My brother also sent me some non-lust Christian propaganda video. I have no idea why he is sending me that stuff. I guess mom saw the condom in the trash can and told my brother, I have no idea. Or maybe since I am not talking to anyone in my family, enjoying the heck out of my peace, they think I am just fucking dudes left and right. I don't care, it is stupid.
I love my brother but we are very different and don't relate at all.
I didn't stream today which I find horrible but I am resting my body I guess. I won't be able to do this going forward so I am enjoying this slow paced life right now.
I mean, I was so happy watching Jumanji, eating food, and cleaning. I felt like when I was a kid at my mom's house, like my apartment really felt like home.
I did have some travels in the Ether but I haven't been dreaming too much lately. I might stay up tonight to clean since I have been napping all today. I need to work a bit more than I have, I have been too lazy today.
My home is a little messy and not so pretty but, I am comfortable and it is most important how a place makes you feel, not what it looks like.
I took two doses of weed gummies right now, I feel like, swimming in the ether will make cleaning a bit more interesting.
I am in fact too poor to buy a vacuum right now so I can't do the floor but, I need to do what I can do, like just because I can't do the floor doesn't mean I can't wash the dishes, you know what I mean?
I haven't finished all the vietnamese food but the bahn mi and salad rolls were soo good. I got a soup too but it isn't as tasty to me. I also sort of go the shits, maybe from the habaneros.
I am still sort of baffled at what my brother sent me, I just am leaving it alone but it is so cringy. I think it is some sort of weird test to see how I respond to it. I feel sort of disgusted by such a blatant ploy. I guess also it is the implications that my family thinks I am a whore so, that's annoying but I don't care. I am going to school on the 29th.
The only thing I need to focus on is preparing for that, and ignoring any sor t of stupidity trying to rile me up.

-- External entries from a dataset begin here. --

impl Repository {
    pub fn new() -> Self {
        let root = ModelComponent::aggregate(ROOT_NAME);
        let mut index = HashMap::new();
        index.insert(ROOT_NAME.to_string(), ComponentId(0));
        Self {
            slots: vec![Some(root)],
            index,
        }
    }

    pub fn root_id(&self) -> ComponentId {
        ComponentId(0)
    }

    /// Number of registered components, root included.
    pub fn len(&self) -> usize {
        self.index.len()
    }

    /// True when only the root is registered.
    pub fn is_empty(&self) -> bool {
        self.index.len() <= 1
    }

    // ==================== Lookup ====================

    pub fn id_of(&self, name: &str) -> Option<ComponentId> {
        self.index.get(name).copied()
    }

    pub fn contains(&self, name: &str) -> bool {
        self.index.contains_key(name)
    }

    pub fn get(&self, id: ComponentId) -> Option<&ModelComponent> {
        self.slots.get(id.index()).and_then(|s| s.as_ref())
    }

    pub fn get_mut(&mut self, id: ComponentId) -> Option<&mut ModelComponent> {
        self.slots.get_mut(id.index()).and_then(|s| s.as_mut())
    }

    pub fn get_component(&self, name: &str) -> Option<&ModelComponent> {
        self.id_of(name).and_then(|id| self.get(id))
    }

    pub fn get_component_mut(&mut self, name: &str) -> Option<&mut ModelComponent> {
        let id = self.id_of(name)?;
        self.get_mut(id)
    }

    /// Name of a live component; empty for vacated ids.
    pub fn name_of(&self, id: ComponentId) -> &str {
        self.get(id).map(|c| c.name()).unwrap_or("")
    }

    /// Live components in slot order.
    pub fn iter(&self) -> impl Iterator<Item = (ComponentId, &ModelComponent)> {
        self.slots
            .iter()
            .enumerate()
            .filter_map(|(i, s)| s.as_ref().map(|c| (ComponentId(i as u32), c)))
    }

    // ==================== Registration ====================

    /// First free name derived from `name`.
    ///
    /// Up to four trailing digits are read as a counter and incremented;
    /// names without a counter get `1` appended.
    pub fn unique_name(&self, name: &str) -> String {
        let mut candidate = if name.is_empty() {
            DEFAULT_NAME.to_string()
        } else {
            name.to_string()
        };
        while self.contains(&candidate) {
            candidate = next_candidate(&candidate);
        }
        candidate
    }

    /// Register without a host. The component stays transient until linked.
    pub fn register_component(&mut self, mut component: ModelComponent) -> String {
        let name = self.unique_name(component.name());
        if name != component.name() {
            tracing::debug!("Renamed '{}' to '{}' on registration", component.name(), name);
        }
        component.set_name(name.clone());
        component.host = None;
        let id = ComponentId(self.slots.len() as u32);
        self.slots.push(Some(component));
        self.index.insert(name.clone(), id);
        name
    }

    /// Register and link under `host` (root if `None`). Returns the final name.
    pub fn add_component(
        &mut self,
        component: ModelComponent,
        host: Option<&str>,
    ) -> ModelResult<String> {
        let host = host.unwrap_or(ROOT_NAME);
        let host_id = self
            .id_of(host)
            .ok_or_else(|| ModelError::UnregisteredComponent(host.to_string()))?;
        self.check_host(host_id)?;

        let name = self.register_component(component);
        self.add_child(host, &name)?;
        Ok(name)
    }

    /// Unlink and drop `name` with its whole subtree.
    ///
    /// Returns `false` for unknown names and for the root. Input references
    /// held by other components are left alone; see
    /// [`purge_input_references`](Self::purge_input_references).
    pub fn remove_component(&mut self, name: &str) -> bool {
        let Some(id) = self.id_of(name) else {
            return false;
        };
        if id == self.root_id() {
            tracing::warn!("The root component cannot be removed");
            return false;
        }
        self.unlink(name);
        for sub in self.subtree(id) {
            if let Some(component) = self.slots.get_mut(sub.index()).and_then(Option::take) {
                self.index.remove(component.name());
            }
        }
        true
    }

    /// Rename, uniquifying `new_name`; inputs referring to the old name follow.
    pub fn rename_component(&mut self, old: &str, new_name: &str) -> ModelResult<String> {
        let id = self
            .id_of(old)
            .ok_or_else(|| ModelError::UnregisteredComponent(old.to_string()))?;
        if id == self.root_id() {
            return Err(ModelError::InvalidParameter {
                component: ROOT_NAME.to_string(),
                message: "the root component cannot be renamed".to_string(),
            });
        }
        if old == new_name {
            return Ok(old.to_string());
        }

        let name = self.unique_name(new_name);
        self.index.remove(old);
        self.index.insert(name.clone(), id);
        if let Some(component) = self.get_mut(id) {
            component.set_name(name.clone());
        }

        for component in self.slots.iter_mut().flatten() {
            for list in component.inputs_mut().iter_mut() {
                for reference in list.iter_mut() {
                    let (target, output) = split_reference(reference);
                    if target == old {
                        *reference = match output {
                            Some(idx) => format!("{}:{}", name, idx),
                            None => name.clone(),
                        };
                    }
                }
            }
        }
        Ok(name)
    }

    /// Remove every input reference to `name`; empty lists are dropped.
    /// Returns the number of references removed.
    pub fn purge_input_references(&mut self, name: &str) -> usize {
        let mut removed = 0;
        for component in self.slots.iter_mut().flatten() {
            let inputs = component.inputs_mut();
            for list in inputs.iter_mut() {
                let before = list.len();
                list.retain(|r| split_reference(r).0 != name);
                removed += before - list.len();
            }
            inputs.retain(|l| !l.is_empty());
        }
        removed
    }

    // ==================== Hierarchy ====================

    fn check_host(&self, host: ComponentId) -> ModelResult<()> {
        let component = self
            .get(host)
            .ok_or_else(|| ModelError::InvalidLink(format!("no host {}", host)))?;
        if !component.is_aggregate() {
            return Err(ModelError::InvalidLink(format!(
                "'{}' is not an aggregate and cannot host components",
                component.name()
            )));
        }
        Ok(())
    }

    fn check_link(&self, host: ComponentId, child: ComponentId) -> ModelResult<()> {
        self.check_host(host)?;
        if host == child || self.is_ancestor(child, host) {
            return Err(ModelError::InvalidLink(format!(
                "'{}' cannot be placed inside itself",
                self.name_of(child)
            )));
        }
        if child == self.root_id() {
            return Err(ModelError::InvalidLink(
                "the root component cannot be hosted".to_string(),
            ));
        }
        Ok(())
    }

    fn resolve_pair(&self, host: &str, child: &str) -> ModelResult<(ComponentId, ComponentId)> {
        let host_id = self
            .id_of(host)
            .ok_or_else(|| ModelError::UnregisteredComponent(host.to_string()))?;
        let child_id = self
            .id_of(child)
            .ok_or_else(|| ModelError::UnregisteredComponent(child.to_string()))?;
        Ok((host_id, child_id))
    }

    /// Append `child` to `host`'s chain, moving it if it is hosted elsewhere.
    pub fn add_child(&mut self, host: &str, child: &str) -> ModelResult<()> {
        let (host_id, child_id) = self.resolve_pair(host, child)?;
        self.check_link(host_id, child_id)?;
        self.unlink(child);
        self.attach(host_id, child_id, None)
    }

    /// Insert `child` into `host`'s chain after `previous`; empty `previous`
    /// inserts at the front.
    pub fn insert_child(&mut self, host: &str, child: &str, previous: &str) -> ModelResult<()> {
        let (host_id, child_id) = self.resolve_pair(host, child)?;
        self.check_link(host_id, child_id)?;
        if previous == child {
            return Err(ModelError::InvalidLink(format!(
                "'{}' cannot be inserted after itself",
                child
            )));
        }
        self.unlink(child);

        let position = if previous.is_empty() {
            0
        } else {
            let previous_id = self
                .id_of(previous)
                .ok_or_else(|| ModelError::UnregisteredComponent(previous.to_string()))?;
            self.children_of(host_id)
                .iter()
                .position(|c| *c == previous_id)
                .map(|p| p + 1)
                .ok_or_else(|| {
                    ModelError::InvalidLink(format!("'{}' is not hosted by '{}'", previous, host))
                })?
        };
        self.attach(host_id, child_id, Some(position))
    }

    fn attach(
        &mut self,
        host: ComponentId,
        child: ComponentId,
        position: Option<usize>,
    ) -> ModelResult<()> {
        let host_level = self.get(host).map(|h| h.time_level()).unwrap_or(0);
        let chain = self
            .get_mut(host)
            .and_then(|h| h.children_mut())
            .ok_or_else(|| ModelError::InvalidLink(format!("{} cannot host components", host)))?;
        match position {
            Some(p) if p <= chain.len() => chain.insert(p, child),
            _ => chain.push(child),
        }
        if let Some(c) = self.get_mut(child) {
            c.host = Some(host);
        }
        let child_level = self.get(child).map(|c| c.time_level()).unwrap_or(0);
        if child_level < host_level {
            self.shift_time_level(child, host_level);
        }
        Ok(())
    }

    /// Detach `name` from its host; it stays registered. Returns `false` if
    /// it was not hosted.
    pub fn unlink(&mut self, name: &str) -> bool {
        let Some(id) = self.id_of(name) else {
            return false;
        };
        let Some(host) = self.get_mut(id).and_then(|c| c.host.take()) else {
            return false;
        };
        if let Some(chain) = self.get_mut(host).and_then(|h| h.children_mut()) {
            chain.retain(|c| *c != id);
        }
        true
    }

    pub fn children_of(&self, id: ComponentId) -> &[ComponentId] {
        self.get(id).map(|c| c.children()).unwrap_or(&[])
    }

    /// Names of `name`'s children in chain order.
    pub fn children(&self, name: &str) -> Vec<String> {
        self.id_of(name)
            .map(|id| {
                self.children_of(id)
                    .iter()
                    .map(|c| self.name_of(*c).to_string())
                    .collect()
            })
            .unwrap_or_default()
    }

    pub fn host_of(&self, name: &str) -> Option<String> {
        let host = self.get_component(name)?.host()?;
        Some(self.name_of(host).to_string())
    }

    /// Ancestor ids of `id`, nearest first. Bounded by the number of slots.
    pub fn host_chain_ids(&self, id: ComponentId) -> Vec<ComponentId> {
        let mut chain = Vec::new();
        let mut current = self.get(id).and_then(|c| c.host());
        while let Some(host) = current {
            if chain.len() >= self.slots.len() || chain.contains(&host) {
                tracing::error!("Host chain of {} does not terminate", id);
                break;
            }
            chain.push(host);
            current = self.get(host).and_then(|c| c.host());
        }
        chain
    }

    /// Names of `name`'s ancestors, nearest first, ending at root when attached.
    pub fn host_chain(&self, name: &str) -> Vec<String> {
        self.id_of(name)
            .map(|id| {
                self.host_chain_ids(id)
                    .into_iter()
                    .map(|h| self.name_of(h).to_string())
                    .collect()
            })
            .unwrap_or_default()
    }

    fn is_ancestor(&self, ancestor: ComponentId, id: ComponentId) -> bool {
        self.host_chain_ids(id).contains(&ancestor)
    }

    /// True if `name` sits anywhere below `host`.
    pub fn is_sub_component(&self, host: &str, name: &str) -> bool {
        match (self.id_of(host), self.id_of(name)) {
            (Some(h), Some(c)) => h != c && self.is_ancestor(h, c),
            _ => false,
        }
    }

    /// Lowest aggregate hosting all of `names`.
    pub fn common_host(&self, names: &[&str]) -> Option<String> {
        let mut chains = Vec::with_capacity(names.len());
        for name in names {
            chains.push(self.host_chain_ids(self.id_of(name)?));
        }
        let (first, rest) = chains.split_first()?;
        first
            .iter()
            .find(|candidate| rest.iter().all(|chain| chain.contains(candidate)))
            .map(|id| self.name_of(*id).to_string())
    }

    /// `id` and everything below it, pre-order.
    pub fn subtree(&self, id: ComponentId) -> Vec<ComponentId> {
        let mut out = Vec::new();
        let mut seen = HashSet::new();
        let mut stack = vec![id];
        while let Some(next) = stack.pop() {
            if !seen.insert(next) || self.get(next).is_none() {
                continue;
            }
            out.push(next);
            stack.extend(self.children_of(next).iter().rev().copied());
        }
        out
    }

    /// Registered components that are not attached to any host.
    pub fn transient_components(&self) -> Vec<ComponentId> {
        self.iter()
            .filter(|(id, c)| *id != self.root_id() && c.host().is_none())
            .map(|(id, _)| id)
            .collect()
    }

    // ==================== Time levels ====================

    /// Set the time level of `name`, clamped to its host's level; the subtree
    /// moves by the same amount, never below its own host's level.
    pub fn set_time_level(&mut self, name: &str, level: i16) -> ModelResult<i16> {
        let id = self
            .id_of(name)
            .ok_or_else(|| ModelError::UnregisteredComponent(name.to_string()))?;
        let host_level = self
            .get(id)
            .and_then(|c| c.host())
            .and_then(|h| self.get(h))
            .map(|h| h.time_level())
            .unwrap_or(0);
        let level = level.max(host_level);
        self.shift_time_level(id, level);
        Ok(level)
    }

    fn shift_time_level(&mut self, id: ComponentId, level: i16) {
        let old = self.get(id).map(|c| c.time_level()).unwrap_or(0);
        let delta = level.saturating_sub(old);
        if let Some(c) = self.get_mut(id) {
            c.set_time_level(level);
        }
        for child in self.children_of(id).to_vec() {
            let child_level = self.get(child).map(|c| c.time_level()).unwrap_or(0);
            self.shift_time_level(child, child_level.saturating_add(delta).max(level));
        }
    }

    // ==================== Run-time state ====================

    /// Reset run-time state of `id` and its subtree.
    pub fn reset_subtree(&mut self, id: ComponentId) {
        for sub in self.subtree(id) {
            if let Some(c) = self.get_mut(sub) {
                c.reset();
            }
        }
    }
}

Am I happier not streaming? I mean even if the answer is yes to that, I can't stop since I have to finish those commissions. I am not worried about that this moment, I am just trying to finish my soup and then clean the bathroom.
Tim has been messaging me more today. I feel bad that I sort of talk to him but I pretty much dismiss him. I can't hold off for Sebastian when he said the next time might not be until October.
About the Creator
Kayla McIntosh
Personal tell-all pieces: Word of the Day and Jail Journal. Secret poet on the side. ( I don't use Ai to write any posts, everything is done manually. )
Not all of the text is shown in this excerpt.